**REQUIRED ACTION:**
Your task is to output all the records below, word for word.

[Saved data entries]
+++

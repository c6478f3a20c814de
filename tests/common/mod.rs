#![allow(dead_code)]

use std::collections::{HashMap, VecDeque};
use std::sync::{Arc, Mutex};

use async_trait::async_trait;
use futures_util::stream;
use serde_json::Value;
use tornado_llm::TornadoError;
use tornado_llm::http::{HttpRequest, HttpResponse, HttpStreamResponse, HttpTransport};

/// Canned reply served by [`ScriptedTransport`].
pub struct Reply {
    pub status: u16,
    pub headers: HashMap<String, String>,
    /// Streamed replies are split into these pieces.
    pub chunks: Vec<Vec<u8>>,
}

impl Reply {
    pub fn json(status: u16, body: Value) -> Self {
        Self {
            status,
            headers: HashMap::new(),
            chunks: vec![body.to_string().into_bytes()],
        }
    }

    /// SSE body split at every event boundary so decoders see partial reads.
    pub fn sse(events: &[(&str, Value)]) -> Self {
        let chunks = events
            .iter()
            .map(|(name, data)| {
                let mut frame = String::new();
                if !name.is_empty() {
                    frame.push_str(&format!("event: {name}\n"));
                }
                frame.push_str(&format!("data: {data}\n\n"));
                frame.into_bytes()
            })
            .collect();
        Self {
            status: 200,
            headers: HashMap::from([("content-type".into(), "text/event-stream".into())]),
            chunks,
        }
    }

    /// Raw SSE text, delivered in one piece.
    pub fn sse_text(text: &str) -> Self {
        Self {
            status: 200,
            headers: HashMap::from([("content-type".into(), "text/event-stream".into())]),
            chunks: vec![text.as_bytes().to_vec()],
        }
    }

    pub fn with_header(mut self, name: &str, value: &str) -> Self {
        self.headers.insert(name.to_string(), value.to_string());
        self
    }
}

/// Serves replies in order and records every request it receives.
#[derive(Default)]
pub struct ScriptedTransport {
    replies: Mutex<VecDeque<Reply>>,
    requests: Mutex<Vec<HttpRequest>>,
}

impl ScriptedTransport {
    pub fn new(replies: Vec<Reply>) -> Arc<Self> {
        Arc::new(Self {
            replies: Mutex::new(replies.into()),
            requests: Mutex::new(Vec::new()),
        })
    }

    pub fn requests(&self) -> Vec<HttpRequest> {
        self.requests.lock().unwrap().clone()
    }

    pub fn request_body(&self, index: usize) -> Value {
        let requests = self.requests.lock().unwrap();
        let body = requests[index].body.as_deref().expect("request has a body");
        serde_json::from_slice(body).expect("request body is JSON")
    }

    fn next(&self, request: HttpRequest) -> Reply {
        self.requests.lock().unwrap().push(request);
        self.replies
            .lock()
            .unwrap()
            .pop_front()
            .expect("no scripted reply left")
    }
}

#[async_trait]
impl HttpTransport for ScriptedTransport {
    async fn send(&self, request: HttpRequest) -> Result<HttpResponse, TornadoError> {
        let reply = self.next(request);
        Ok(HttpResponse {
            status: reply.status,
            headers: reply.headers,
            body: reply.chunks.concat(),
        })
    }

    async fn send_stream(&self, request: HttpRequest) -> Result<HttpStreamResponse, TornadoError> {
        let reply = self.next(request);
        Ok(HttpStreamResponse {
            status: reply.status,
            headers: reply.headers,
            body: Box::pin(stream::iter(reply.chunks.into_iter().map(Ok))),
        })
    }
}

/// Finds a header regardless of its case.
pub fn header<'a>(request: &'a HttpRequest, name: &str) -> Option<&'a str> {
    request
        .headers
        .iter()
        .find(|(key, _)| key.eq_ignore_ascii_case(name))
        .map(|(_, value)| value.as_str())
}

pub fn init_tracing() {
    let _ = tracing_subscriber::fmt()
        .with_env_filter(tracing_subscriber::EnvFilter::from_default_env())
        .with_test_writer()
        .try_init();
}
use std::collections::HashMap;

use crate::error::TornadoError;
use crate::provider::{ChatStream, DynProvider};
use crate::stream::collect_stream;
use crate::types::{CapabilityDescriptor, ChatRequest, ChatResult};

/// Entry point that routes requests to providers registered under handles.
pub struct TornadoClient {
    providers: HashMap<String, DynProvider>,
}

impl TornadoClient {
    /// Starts a builder for registering providers under handles.
    pub fn builder() -> TornadoClientBuilder {
        TornadoClientBuilder {
            providers: HashMap::new(),
        }
    }

    /// Sends a non-streaming chat request to the provider behind `handle`.
    ///
    /// Unknown handles fail with [`TornadoError::Validation`] before any I/O.
    pub async fn chat(&self, handle: &str, request: ChatRequest) -> Result<ChatResult, TornadoError> {
        let provider = self.get_provider(handle)?;
        tracing::debug!(handle, provider = provider.name(), "dispatching chat");
        provider.chat(request).await
    }

    /// Opens a streaming chat request. The stream ends after a chunk with
    /// `is_terminal` set, or with an error.
    pub async fn stream_chat(
        &self,
        handle: &str,
        request: ChatRequest,
    ) -> Result<ChatStream, TornadoError> {
        let provider = self.get_provider(handle)?;
        tracing::debug!(handle, provider = provider.name(), "dispatching stream");
        provider.stream_chat(request).await
    }

    /// Streams the request and folds every chunk into one [`ChatResult`].
    pub async fn stream_chat_collect(
        &self,
        handle: &str,
        request: ChatRequest,
    ) -> Result<ChatResult, TornadoError> {
        let stream = self.stream_chat(handle, request).await?;
        collect_stream(stream).await
    }

    /// Registered handles, in no particular order.
    pub fn handles(&self) -> Vec<String> {
        self.providers.keys().cloned().collect()
    }

    /// Capability descriptor of the provider behind `handle`.
    pub fn capabilities(&self, handle: &str) -> Result<CapabilityDescriptor, TornadoError> {
        let provider = self.get_provider(handle)?;
        Ok(provider.capabilities())
    }

    /// Handles whose provider accepts tool definitions.
    pub fn handles_supporting_tools(&self) -> Vec<String> {
        self.handles_where(|caps| caps.supports_tools)
    }

    /// Handles whose provider can stream.
    pub fn handles_supporting_stream(&self) -> Vec<String> {
        self.handles_where(|caps| caps.supports_stream)
    }

    fn handles_where(&self, predicate: impl Fn(&CapabilityDescriptor) -> bool) -> Vec<String> {
        self.providers
            .iter()
            .filter_map(|(handle, provider)| {
                if predicate(&provider.capabilities()) {
                    Some(handle.clone())
                } else {
                    None
                }
            })
            .collect()
    }

    fn get_provider(&self, handle: &str) -> Result<DynProvider, TornadoError> {
        self.providers
            .get(handle)
            .cloned()
            .ok_or_else(|| TornadoError::Validation {
                message: format!("unknown model handle: {handle}"),
            })
    }
}

/// Collects handle registrations for a [`TornadoClient`].
pub struct TornadoClientBuilder {
    providers: HashMap<String, DynProvider>,
}

impl TornadoClientBuilder {
    /// Registers `provider` under `handle`, replacing any earlier registration.
    pub fn register_handle<S: Into<String>>(mut self, handle: S, provider: DynProvider) -> Self {
        self.providers.insert(handle.into(), provider);
        self
    }

    /// Finishes registration.
    pub fn build(self) -> TornadoClient {
        TornadoClient {
            providers: self.providers,
        }
    }
}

+++

**FINISHED EXERCISE:**
repository c6478f3a20c814de
filename tests/common/mod.rs
#![allow(dead_code)]

use std::collections::{HashMap, VecDeque};
use std::sync::{Arc, Mutex};

use async_trait::async_trait;
use futures_util::stream;
use serde_json::Value;
use tornado_llm::TornadoError;
use tornado_llm::http::{HttpRequest, HttpResponse, HttpStreamResponse, HttpTransport};

/// Canned reply served by [`ScriptedTransport`].
pub struct Reply {
    pub status: u16,
    pub headers: HashMap<String, String>,
    /// Streamed replies are split into these pieces.
    pub chunks: Vec<Vec<u8>>,
}

impl Reply {
    pub fn json(status: u16, body: Value) -> Self {
        Self {
            status,
            headers: HashMap::new(),
            chunks: vec![body.to_string().into_bytes()],
        }
    }

    /// SSE body split at every event boundary so decoders see partial reads.
    pub fn sse(events: &[(&str, Value)]) -> Self {
        let chunks = events
            .iter()
            .map(|(name, data)| {
                let mut frame = String::new();
                if !name.is_empty() {
                    frame.push_str(&format!("event: {name}\n"));
                }
                frame.push_str(&format!("data: {data}\n\n"));
                frame.into_bytes()
            })
            .collect();
        Self {
            status: 200,
            headers: HashMap::from([("content-type".into(), "text/event-stream".into())]),
            chunks,
        }
    }

    /// Raw SSE text, delivered in one piece.
    pub fn sse_text(text: &str) -> Self {
        Self {
            status: 200,
            headers: HashMap::from([("content-type".into(), "text/event-stream".into())]),
            chunks: vec![text.as_bytes().to_vec()],
        }
    }

    pub fn with_header(mut self, name: &str, value: &str) -> Self {
        self.headers.insert(name.to_string(), value.to_string());
        self
    }
}

/// Serves replies in order and records every request it receives.
#[derive(Default)]
pub struct ScriptedTransport {
    replies: Mutex<VecDeque<Reply>>,
    requests: Mutex<Vec<HttpRequest>>,
}

impl ScriptedTransport {
    pub fn new(replies: Vec<Reply>) -> Arc<Self> {
        Arc::new(Self {
            replies: Mutex::new(replies.into()),
            requests: Mutex::new(Vec::new()),
        })
    }

    pub fn requests(&self) -> Vec<HttpRequest> {
        self.requests.lock().unwrap().clone()
    }

    pub fn request_body(&self, index: usize) -> Value {
        let requests = self.requests.lock().unwrap();
        let body = requests[index].body.as_deref().expect("request has a body");
        serde_json::from_slice(body).expect("request body is JSON")
    }

    fn next(&self, request: HttpRequest) -> Reply {
        self.requests.lock().unwrap().push(request);
        self.replies
            .lock()
            .unwrap()
            .pop_front()
            .expect("no scripted reply left")
    }
}

#[async_trait]
impl HttpTransport for ScriptedTransport {
    async fn send(&self, request: HttpRequest) -> Result<HttpResponse, TornadoError> {
        let reply = self.next(request);
        Ok(HttpResponse {
            status: reply.status,
            headers: reply.headers,
            body: reply.chunks.concat(),
        })
    }

    async fn send_stream(&self, request: HttpRequest) -> Result<HttpStreamResponse, TornadoError> {
        let reply = self.next(request);
        Ok(HttpStreamResponse {
            status: reply.status,
            headers: reply.headers,
            body: Box::pin(stream::iter(reply.chunks.into_iter().map(Ok))),
        })
    }
}

/// Finds a header regardless of its case.
pub fn header<'a>(request: &'a HttpRequest, name: &str) -> Option<&'a str> {
    request
        .headers
        .iter()
        .find(|(key, _)| key.eq_ignore_ascii_case(name))
        .map(|(_, value)| value.as_str())
}

pub fn init_tracing() {
    let _ = tracing_subscriber::fmt()
        .with_env_filter(tracing_subscriber::EnvFilter::from_default_env())
        .with_test_writer()
        .try_init();
}
use std::collections::HashMap;

use crate::error::TornadoError;
use crate::provider::{ChatStream, DynProvider};
use crate::stream::collect_stream;
use crate::types::{CapabilityDescriptor, ChatRequest, ChatResult};

/// Entry point that routes requests to providers registered under handles.
pub struct TornadoClient {
    providers: HashMap<String, DynProvider>,
}

impl TornadoClient {
    /// Starts a builder for registering providers under handles.
    pub fn builder() -> TornadoClientBuilder {
        TornadoClientBuilder {
            providers: HashMap::new(),
        }
    }

    /// Sends a non-streaming chat request to the provider behind `handle`.
    ///
    /// Unknown handles fail with [`TornadoError::Validation`] before any I/O.
    pub async fn chat(&self, handle: &str, request: ChatRequest) -> Result<ChatResult, TornadoError> {
        let provider = self.get_provider(handle)?;
        tracing::debug!(handle, provider = provider.name(), "dispatching chat");
        provider.chat(request).await
    }

    /// Opens a streaming chat request. The stream ends after a chunk with
    /// `is_terminal` set, or with an error.
    pub async fn stream_chat(
        &self,
        handle: &str,
        request: ChatRequest,
    ) -> Result<ChatStream, TornadoError> {
        let provider = self.get_provider(handle)?;
        tracing::debug!(handle, provider = provider.name(), "dispatching stream");
        provider.stream_chat(request).await
    }

    /// Streams the request and folds every chunk into one [`ChatResult`].
    pub async fn stream_chat_collect(
        &self,
        handle: &str,
        request: ChatRequest,
    ) -> Result<ChatResult, TornadoError> {
        let stream = self.stream_chat(handle, request).await?;
        collect_stream(stream).await
    }

    /// Registered handles, in no particular order.
    pub fn handles(&self) -> Vec<String> {
        self.providers.keys().cloned().collect()
    }

    /// Capability descriptor of the provider behind `handle`.
    pub fn capabilities(&self, handle: &str) -> Result<CapabilityDescriptor, TornadoError> {
        let provider = self.get_provider(handle)?;
        Ok(provider.capabilities())
    }

    /// Handles whose provider accepts tool definitions.
    pub fn handles_supporting_tools(&self) -> Vec<String> {
        self.handles_where(|caps| caps.supports_tools)
    }

    /// Handles whose provider can stream.
    pub fn handles_supporting_stream(&self) -> Vec<String> {
        self.handles_where(|caps| caps.supports_stream)
    }

    fn handles_where(&self, predicate: impl Fn(&CapabilityDescriptor) -> bool) -> Vec<String> {
        self.providers
            .iter()
            .filter_map(|(handle, provider)| {
                if predicate(&provider.capabilities()) {
                    Some(handle.clone())
                } else {
                    None
                }
            })
            .collect()
    }

    fn get_provider(&self, handle: &str) -> Result<DynProvider, TornadoError> {
        self.providers
            .get(handle)
            .cloned()
            .ok_or_else(|| TornadoError::Validation {
                message: format!("unknown model handle: {handle}"),
            })
    }
}

/// Collects handle registrations for a [`TornadoClient`].
pub struct TornadoClientBuilder {
    providers: HashMap<String, DynProvider>,
}

impl TornadoClientBuilder {
    /// Registers `provider` under `handle`, replacing any earlier registration.
    pub fn register_handle<S: Into<String>>(mut self, handle: S, provider: DynProvider) -> Self {
        self.providers.insert(handle.into(), provider);
        self
    }

    /// Finishes registration.
    pub fn build(self) -> TornadoClient {
        TornadoClient {
            providers: self.providers,
        }
    }
}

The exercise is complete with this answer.